= TASK STATEMENT =
The answer must be every entry, given again word for word.

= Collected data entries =

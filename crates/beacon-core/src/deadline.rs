//! Deadline scopes for outbound calls.
//!
//! Every probe and every report runs inside its own [`Deadline`]: a child
//! of the session's cancellation token plus an absolute expiry. Dropping
//! the scope cancels the child token, so a scope is released on every
//! exit path.

use std::future::Future;
use std::time::Duration;

use tokio::time::Instant;
use tokio_util::sync::CancellationToken;

use crate::error::{BeaconError, BeaconResult};

// Roughly 30 years; stands in for budgets too large to add to `now`.
const FAR_FUTURE: Duration = Duration::from_secs(86_400 * 365 * 30);

#[derive(Debug)]
pub struct Deadline {
    budget: Duration,
    expires_at: Instant,
    token: CancellationToken,
}

impl Deadline {
    /// Open a scope that expires `budget` from now, or earlier if
    /// `parent` is cancelled.
    pub fn new(budget: Duration, parent: &CancellationToken) -> Self {
        let now = Instant::now();
        let expires_at = now
            .checked_add(budget)
            .unwrap_or_else(|| now + FAR_FUTURE);
        Self {
            budget,
            expires_at,
            token: parent.child_token(),
        }
    }

    /// The duration this scope was opened with.
    pub fn budget(&self) -> Duration {
        self.budget
    }

    pub fn remaining(&self) -> Duration {
        self.expires_at.saturating_duration_since(Instant::now())
    }

    pub fn is_cancelled(&self) -> bool {
        self.token.is_cancelled()
    }

    /// Token that fires when the scope is released or the session stops.
    pub fn token(&self) -> &CancellationToken {
        &self.token
    }

    /// Drive `fut` to completion within this scope.
    pub async fn run<F>(&self, fut: F) -> BeaconResult<F::Output>
    where
        F: Future,
    {
        tokio::select! {
            biased;
            _ = self.token.cancelled() => Err(BeaconError::Cancelled),
            res = tokio::time::timeout_at(self.expires_at, fut) => {
                res.map_err(|_| BeaconError::DeadlineElapsed(self.budget))
            }
        }
    }
}

impl Drop for Deadline {
    fn drop(&mut self) {
        self.token.cancel();
    }
}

= ANSWER TO THIS PROBLEM =
filename crates/beacon-core/src/deadline.rs
//! Deadline scopes for outbound calls.
//!
//! Every probe and every report runs inside its own [`Deadline`]: a child
//! of the session's cancellation token plus an absolute expiry. Dropping
//! the scope cancels the child token, so a scope is released on every
//! exit path.

use std::future::Future;
use std::time::Duration;

use tokio::time::Instant;
use tokio_util::sync::CancellationToken;

use crate::error::{BeaconError, BeaconResult};

// Roughly 30 years; stands in for budgets too large to add to `now`.
const FAR_FUTURE: Duration = Duration::from_secs(86_400 * 365 * 30);

#[derive(Debug)]
pub struct Deadline {
    budget: Duration,
    expires_at: Instant,
    token: CancellationToken,
}

impl Deadline {
    /// Open a scope that expires `budget` from now, or earlier if
    /// `parent` is cancelled.
    pub fn new(budget: Duration, parent: &CancellationToken) -> Self {
        let now = Instant::now();
        let expires_at = now
            .checked_add(budget)
            .unwrap_or_else(|| now + FAR_FUTURE);
        Self {
            budget,
            expires_at,
            token: parent.child_token(),
        }
    }

    /// The duration this scope was opened with.
    pub fn budget(&self) -> Duration {
        self.budget
    }

    pub fn remaining(&self) -> Duration {
        self.expires_at.saturating_duration_since(Instant::now())
    }

    pub fn is_cancelled(&self) -> bool {
        self.token.is_cancelled()
    }

    /// Token that fires when the scope is released or the session stops.
    pub fn token(&self) -> &CancellationToken {
        &self.token
    }

    /// Drive `fut` to completion within this scope.
    pub async fn run<F>(&self, fut: F) -> BeaconResult<F::Output>
    where
        F: Future,
    {
        tokio::select! {
            biased;
            _ = self.token.cancelled() => Err(BeaconError::Cancelled),
            res = tokio::time::timeout_at(self.expires_at, fut) => {
                res.map_err(|_| BeaconError::DeadlineElapsed(self.budget))
            }
        }
    }
}

impl Drop for Deadline {
    fn drop(&mut self) {
        self.token.cancel();
    }
}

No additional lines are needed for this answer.